Acto seguido, Akane le dio su dirección a Fumio. Los amigos se saludaron, Fumio se disculpó una vez más, y colgó. Cuando lo hizo, no sintió que su mente estuviera más calmada, dado que los interrogantes seguían abiertos y sin respuesta. Además, todavía tenía hambre y cansancio, así que devoró una fruta de las que había comprado en el supermercado, apenas pensando en todo aquello que no comprendía y acerca de lo cual deseaba saber, y sólo después de hacerlo sí guardó los artículos en sus respectivos lugares.

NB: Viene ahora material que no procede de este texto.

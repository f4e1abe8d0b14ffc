mod helpers;
mod money;
mod secret;

pub use helpers::parse_boolean_flag;
pub use money::{Money, MoneyConversionError};
pub use secret::Secret;
use actix_web::http::StatusCode;
use donation_webhook_engine::{
    db_types::{Donation, DonationId, DonationStatus, RecurringDonation, SubscriptionId, SubscriptionStatus},
    processors::{MSG_COMPLETED, MSG_DONATION_NOT_MATCHED, MSG_REFUND, MSG_RENEWAL},
    MemoryStore,
};
use dwg_common::Money;

use super::helpers::{post_webhook, sign};
use crate::integrations::stripe::STRIPE_EVENT_ID_META_KEY;

fn charge_event(event_type: &str, donation_id: i64) -> String {
    format!(
        r#"{{"id": "evt_100", "type": "{event_type}",
            "data": {{"object": {{"id": "ch_100", "status": "succeeded", "amount_refunded": 5000,
                "metadata": {{"donation_id": "{donation_id}"}}}}}}}}"#
    )
}

#[actix_web::test]
async fn unknown_sources_get_a_404() {
    let _ = env_logger::try_init().ok();
    let (status, body) = post_webhook(MemoryStore::new(), "paypal", "{}", None).await;
    assert_eq!(status, StatusCode::NOT_FOUND);
    assert_eq!(body, "Unknown webhook source.");
}

#[actix_web::test]
async fn unsigned_deliveries_are_denied() {
    let store = MemoryStore::new();
    store.seed_donation(Donation::new(DonationId(42), DonationStatus::Pending, Money::from(5000)));
    let body = charge_event("charge.succeeded", 42);

    let (status, response) = post_webhook(store.clone(), "stripe", &body, None).await;
    assert_eq!(status, StatusCode::FORBIDDEN);
    assert_eq!(response, "Invalid Stripe webhook signature.");

    let (status, response) = post_webhook(store.clone(), "stripe", &body, Some("bogus")).await;
    assert_eq!(status, StatusCode::FORBIDDEN);
    assert_eq!(response, "Invalid Stripe webhook signature.");

    // The donation is untouched.
    assert_eq!(store.donation(DonationId(42)).unwrap().status, DonationStatus::Pending);
}

#[actix_web::test]
async fn undecodable_payloads_are_a_500() {
    let body = "not even json";
    let (status, response) = post_webhook(MemoryStore::new(), "stripe", body, Some(&sign(body))).await;
    assert_eq!(status, StatusCode::INTERNAL_SERVER_ERROR);
    assert_eq!(response, "Missing webhook processor for stripe.");
}

#[actix_web::test]
async fn completed_payment_end_to_end() {
    let store = MemoryStore::new();
    store.seed_donation(Donation::new(DonationId(42), DonationStatus::Pending, Money::from(5000)));
    let body = charge_event("charge.succeeded", 42);

    let (status, response) = post_webhook(store.clone(), "stripe", &body, Some(&sign(&body))).await;
    assert_eq!(status, StatusCode::OK);
    assert_eq!(response, MSG_COMPLETED);

    let donation = store.donation(DonationId(42)).unwrap();
    assert_eq!(donation.status, DonationStatus::Completed);
    assert_eq!(donation.gateway_transaction_id.as_deref(), Some("ch_100"));
    assert_eq!(store.donation_meta(DonationId(42)).get(STRIPE_EVENT_ID_META_KEY).map(String::as_str), Some("evt_100"));
    let logs = store.donation_logs(DonationId(42));
    assert_eq!(logs, vec!["Stripe webhook received: charge.succeeded (evt_100)."]);
}

#[actix_web::test]
async fn completed_payment_is_idempotent() {
    let store = MemoryStore::new();
    store.seed_donation(Donation::new(DonationId(42), DonationStatus::Pending, Money::from(5000)));
    let body = charge_event("charge.succeeded", 42);

    for _ in 0..2 {
        let (status, response) = post_webhook(store.clone(), "stripe", &body, Some(&sign(&body))).await;
        assert_eq!(status, StatusCode::OK);
        assert_eq!(response, MSG_COMPLETED);
    }
    assert_eq!(store.donation(DonationId(42)).unwrap().status, DonationStatus::Completed);
    assert_eq!(store.donation_count(), 1);
}

#[actix_web::test]
async fn refunds_record_the_amount() {
    let store = MemoryStore::new();
    store.seed_donation(Donation::new(DonationId(42), DonationStatus::Completed, Money::from(5000)));
    let body = charge_event("charge.refunded", 42);

    let (status, response) = post_webhook(store.clone(), "stripe", &body, Some(&sign(&body))).await;
    assert_eq!(status, StatusCode::OK);
    assert_eq!(response, MSG_REFUND);

    let donation = store.donation(DonationId(42)).unwrap();
    assert_eq!(donation.status, DonationStatus::Refunded);
    let refunds = store.refunds(DonationId(42));
    assert_eq!(refunds, vec![(Money::from(5000), "Refunded 50.00 via Stripe.".to_string())]);
}

#[actix_web::test]
async fn unmatched_donation_is_still_acknowledged() {
    // 200 with an explanatory body, so the gateway does not keep retrying.
    let body = charge_event("charge.succeeded", 999);
    let (status, response) = post_webhook(MemoryStore::new(), "stripe", &body, Some(&sign(&body))).await;
    assert_eq!(status, StatusCode::OK);
    assert_eq!(response, MSG_DONATION_NOT_MATCHED);
}

#[actix_web::test]
async fn subscription_renewal_end_to_end() {
    let store = MemoryStore::new();
    let mut subscription = RecurringDonation::new(SubscriptionId(9), SubscriptionStatus::Active, Money::from(1500));
    subscription.gateway_subscription_id = Some("sub_9".to_string());
    store.seed_subscription(subscription);

    let body = r#"{"id": "evt_200", "type": "invoice.payment_succeeded",
        "data": {"object": {"id": "in_200", "charge": "ch_200", "subscription": "sub_9",
            "billing_reason": "subscription_cycle"}}}"#;
    let (status, response) = post_webhook(store.clone(), "stripe", body, Some(&sign(body))).await;
    assert_eq!(status, StatusCode::OK);
    assert_eq!(response, MSG_RENEWAL);

    // A fresh completed donation was spawned for the renewal and linked to the subscription.
    assert_eq!(store.donation_count(), 1);
    let donation = store.donation(DonationId(1)).unwrap();
    assert_eq!(donation.status, DonationStatus::Completed);
    assert_eq!(donation.subscription_id, Some(SubscriptionId(9)));
    assert_eq!(donation.gateway_transaction_id.as_deref(), Some("ch_200"));
    let sub_logs = store.subscription_logs(SubscriptionId(9));
    assert_eq!(sub_logs, vec!["Renewal processed. Donation #1"]);
}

Entonces se permitió descansar un poco, tras un día ajetreado, a la que las circunstancias le habían negado la tranquilidad usual. Fumio, pues, tumbó el colchón y se echó en él, con los brazos cruzados bajo su cabeza. Se preguntó muy seriamente si lo que estaba viviendo no era más que una especie de sueño muy largo y realista, en el que podía percibir y ser consciente del olor y el sabor de la fruta y del té podrido. No hizo falta que la parte racional que cada uno suele tener en su interior le dijera que ese muy probablemente no fuera el caso; Fumio ya lo presentía; estaba convencido de que esa era la realidad, o, creyendo en las palabras de la inconcebiblemente misteriosa Uen, una realidad, una en la que él vivía y que siempre había inconscientemente asumido como la única existente. Relajado por primera vez en todo el día, Fumio trató de ordenar sus ideas, de hacer un intento de conectar los eventos de la víspera con los de la mañana, las explicaciones insatisfactorias de Uen y lo que acababa de conversar con Akane… «Una bola de luz en el cielo —repasaba Fumio, tras ver pasar delante de sus ojos las escenas traídas de vuelta desordenadamente a su memoria—, que baja a la tierra, porque esa es la expresión que usó ella, ¿y que se convierte en una mujer? Sí, ella me dijo que era la bola de luz, y que tomó la forma de Ma… —y se cuidó de no pronunciar mentalmente el nombre de su ex siquiera—. Y Akane… vino a verme hoy, sí, eso me dijo, y me dijo también que me trajo las er… ¿cómo se llaman? ‘Ere…’, ‘Eguer…’ Ahora bien, ¿para qué las trajo? Espera, ¿entonces Akane estuvo aquí? Qué vergüenza, ver el desorden de este lugar… Debe haber pensado mil cosas horribles de mí…»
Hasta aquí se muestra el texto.